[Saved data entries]
------------------------------------
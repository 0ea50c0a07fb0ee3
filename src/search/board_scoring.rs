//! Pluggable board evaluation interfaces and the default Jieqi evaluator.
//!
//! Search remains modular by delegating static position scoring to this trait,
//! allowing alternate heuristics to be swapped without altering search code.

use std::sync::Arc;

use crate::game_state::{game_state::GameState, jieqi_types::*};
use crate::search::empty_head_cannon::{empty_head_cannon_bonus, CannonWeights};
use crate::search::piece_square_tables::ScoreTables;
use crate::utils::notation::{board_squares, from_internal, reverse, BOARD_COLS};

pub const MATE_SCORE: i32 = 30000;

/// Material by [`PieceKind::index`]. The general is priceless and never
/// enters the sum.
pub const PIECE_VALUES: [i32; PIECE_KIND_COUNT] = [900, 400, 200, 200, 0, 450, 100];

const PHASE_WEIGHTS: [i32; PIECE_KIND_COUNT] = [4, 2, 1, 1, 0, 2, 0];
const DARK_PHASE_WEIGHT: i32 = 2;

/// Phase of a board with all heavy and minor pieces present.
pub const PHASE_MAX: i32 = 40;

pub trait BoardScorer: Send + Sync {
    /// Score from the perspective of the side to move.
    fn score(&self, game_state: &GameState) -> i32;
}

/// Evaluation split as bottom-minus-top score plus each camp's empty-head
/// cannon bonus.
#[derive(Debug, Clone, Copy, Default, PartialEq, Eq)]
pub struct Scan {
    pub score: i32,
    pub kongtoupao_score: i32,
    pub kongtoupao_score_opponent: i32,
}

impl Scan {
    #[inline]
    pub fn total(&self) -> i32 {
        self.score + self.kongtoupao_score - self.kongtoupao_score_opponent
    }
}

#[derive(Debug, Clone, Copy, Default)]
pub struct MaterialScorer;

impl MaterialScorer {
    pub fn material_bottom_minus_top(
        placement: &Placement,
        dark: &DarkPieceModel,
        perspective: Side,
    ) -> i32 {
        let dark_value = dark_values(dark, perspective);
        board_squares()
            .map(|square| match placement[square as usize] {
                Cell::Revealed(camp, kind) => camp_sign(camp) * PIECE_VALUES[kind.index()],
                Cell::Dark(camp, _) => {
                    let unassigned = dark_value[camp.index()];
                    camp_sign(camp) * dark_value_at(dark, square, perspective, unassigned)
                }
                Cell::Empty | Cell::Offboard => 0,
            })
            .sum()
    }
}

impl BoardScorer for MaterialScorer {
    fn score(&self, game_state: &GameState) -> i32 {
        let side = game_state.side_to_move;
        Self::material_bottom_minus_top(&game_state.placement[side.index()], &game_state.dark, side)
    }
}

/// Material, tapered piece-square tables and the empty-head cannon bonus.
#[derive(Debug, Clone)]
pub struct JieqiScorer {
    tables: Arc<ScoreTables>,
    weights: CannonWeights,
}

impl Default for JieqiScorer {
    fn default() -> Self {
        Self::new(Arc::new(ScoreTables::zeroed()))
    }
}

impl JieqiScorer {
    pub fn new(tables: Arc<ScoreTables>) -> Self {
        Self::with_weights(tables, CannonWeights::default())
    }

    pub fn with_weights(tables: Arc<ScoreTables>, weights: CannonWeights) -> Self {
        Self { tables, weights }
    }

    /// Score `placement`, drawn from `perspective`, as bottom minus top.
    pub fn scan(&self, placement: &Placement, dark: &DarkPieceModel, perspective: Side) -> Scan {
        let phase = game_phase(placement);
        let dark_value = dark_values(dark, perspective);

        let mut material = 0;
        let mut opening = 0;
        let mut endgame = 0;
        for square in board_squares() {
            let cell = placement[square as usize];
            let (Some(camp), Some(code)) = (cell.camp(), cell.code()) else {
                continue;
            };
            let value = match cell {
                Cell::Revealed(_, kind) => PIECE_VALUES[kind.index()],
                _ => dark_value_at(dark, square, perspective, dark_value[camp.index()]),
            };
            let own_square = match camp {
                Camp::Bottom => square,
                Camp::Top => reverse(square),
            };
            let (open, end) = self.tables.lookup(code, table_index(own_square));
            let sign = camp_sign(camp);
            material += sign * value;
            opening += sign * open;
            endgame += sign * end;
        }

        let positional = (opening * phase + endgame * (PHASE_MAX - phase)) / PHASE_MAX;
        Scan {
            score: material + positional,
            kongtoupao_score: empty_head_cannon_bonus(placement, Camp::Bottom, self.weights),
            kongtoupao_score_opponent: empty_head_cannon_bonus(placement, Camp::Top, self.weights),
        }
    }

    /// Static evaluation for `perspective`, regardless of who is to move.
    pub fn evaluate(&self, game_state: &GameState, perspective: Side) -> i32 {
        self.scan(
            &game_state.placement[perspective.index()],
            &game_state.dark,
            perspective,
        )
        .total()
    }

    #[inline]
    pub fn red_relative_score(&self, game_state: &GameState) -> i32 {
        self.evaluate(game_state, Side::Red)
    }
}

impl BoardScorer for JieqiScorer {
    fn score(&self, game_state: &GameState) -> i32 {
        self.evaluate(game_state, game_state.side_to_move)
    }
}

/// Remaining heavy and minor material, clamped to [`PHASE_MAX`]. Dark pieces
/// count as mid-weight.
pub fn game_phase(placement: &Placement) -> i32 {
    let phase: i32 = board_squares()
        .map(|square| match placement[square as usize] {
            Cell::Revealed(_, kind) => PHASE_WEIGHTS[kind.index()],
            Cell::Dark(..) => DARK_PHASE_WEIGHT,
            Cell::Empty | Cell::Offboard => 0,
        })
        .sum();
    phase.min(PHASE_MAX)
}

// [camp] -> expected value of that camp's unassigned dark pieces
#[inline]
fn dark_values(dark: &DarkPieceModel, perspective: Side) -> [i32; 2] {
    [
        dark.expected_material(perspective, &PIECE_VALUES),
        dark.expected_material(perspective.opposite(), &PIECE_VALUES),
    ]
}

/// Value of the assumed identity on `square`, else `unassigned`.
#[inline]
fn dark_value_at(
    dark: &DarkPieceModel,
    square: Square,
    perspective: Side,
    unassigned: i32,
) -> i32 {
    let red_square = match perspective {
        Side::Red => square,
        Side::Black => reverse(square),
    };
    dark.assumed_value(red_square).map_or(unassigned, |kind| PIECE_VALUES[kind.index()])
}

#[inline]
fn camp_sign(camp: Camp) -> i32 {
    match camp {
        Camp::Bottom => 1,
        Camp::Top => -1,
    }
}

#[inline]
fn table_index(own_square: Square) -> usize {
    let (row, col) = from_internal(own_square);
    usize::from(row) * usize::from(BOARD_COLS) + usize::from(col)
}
------------------------------------
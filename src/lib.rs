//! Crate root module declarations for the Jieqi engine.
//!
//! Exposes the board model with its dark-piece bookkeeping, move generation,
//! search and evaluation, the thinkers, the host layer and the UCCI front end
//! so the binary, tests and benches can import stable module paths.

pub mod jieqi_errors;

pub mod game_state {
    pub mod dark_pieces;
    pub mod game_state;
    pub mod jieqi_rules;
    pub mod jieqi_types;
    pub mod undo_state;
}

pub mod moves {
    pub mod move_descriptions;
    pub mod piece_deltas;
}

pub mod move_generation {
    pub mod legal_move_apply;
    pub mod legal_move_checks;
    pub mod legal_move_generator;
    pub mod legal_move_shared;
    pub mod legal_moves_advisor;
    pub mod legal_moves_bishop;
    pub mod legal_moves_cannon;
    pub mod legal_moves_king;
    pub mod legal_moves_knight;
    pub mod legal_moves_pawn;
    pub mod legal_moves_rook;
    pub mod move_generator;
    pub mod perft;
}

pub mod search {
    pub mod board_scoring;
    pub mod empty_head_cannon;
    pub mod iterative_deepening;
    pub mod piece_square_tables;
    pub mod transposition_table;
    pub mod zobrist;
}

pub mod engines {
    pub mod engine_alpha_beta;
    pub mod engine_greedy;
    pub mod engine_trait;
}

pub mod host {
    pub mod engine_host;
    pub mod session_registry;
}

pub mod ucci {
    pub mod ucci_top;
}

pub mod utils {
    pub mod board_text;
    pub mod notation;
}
------------------------------------
- Problem description:
Using the records above, restate word for word the lines from the one with "repository 0ea50c0a07fb0ee3" through the one with "use crate::search::piece_square_tables::ScoreTables;", both included.

- Task response:
repository 0ea50c0a07fb0ee3
filename src/search/board_scoring.rs
//! Pluggable board evaluation interfaces and the default Jieqi evaluator.
//!
//! Search remains modular by delegating static position scoring to this trait,
//! allowing alternate heuristics to be swapped without altering search code.

use std::sync::Arc;

use crate::game_state::{game_state::GameState, jieqi_types::*};
use crate::search::empty_head_cannon::{empty_head_cannon_bonus, CannonWeights};
use crate::search::piece_square_tables::ScoreTables;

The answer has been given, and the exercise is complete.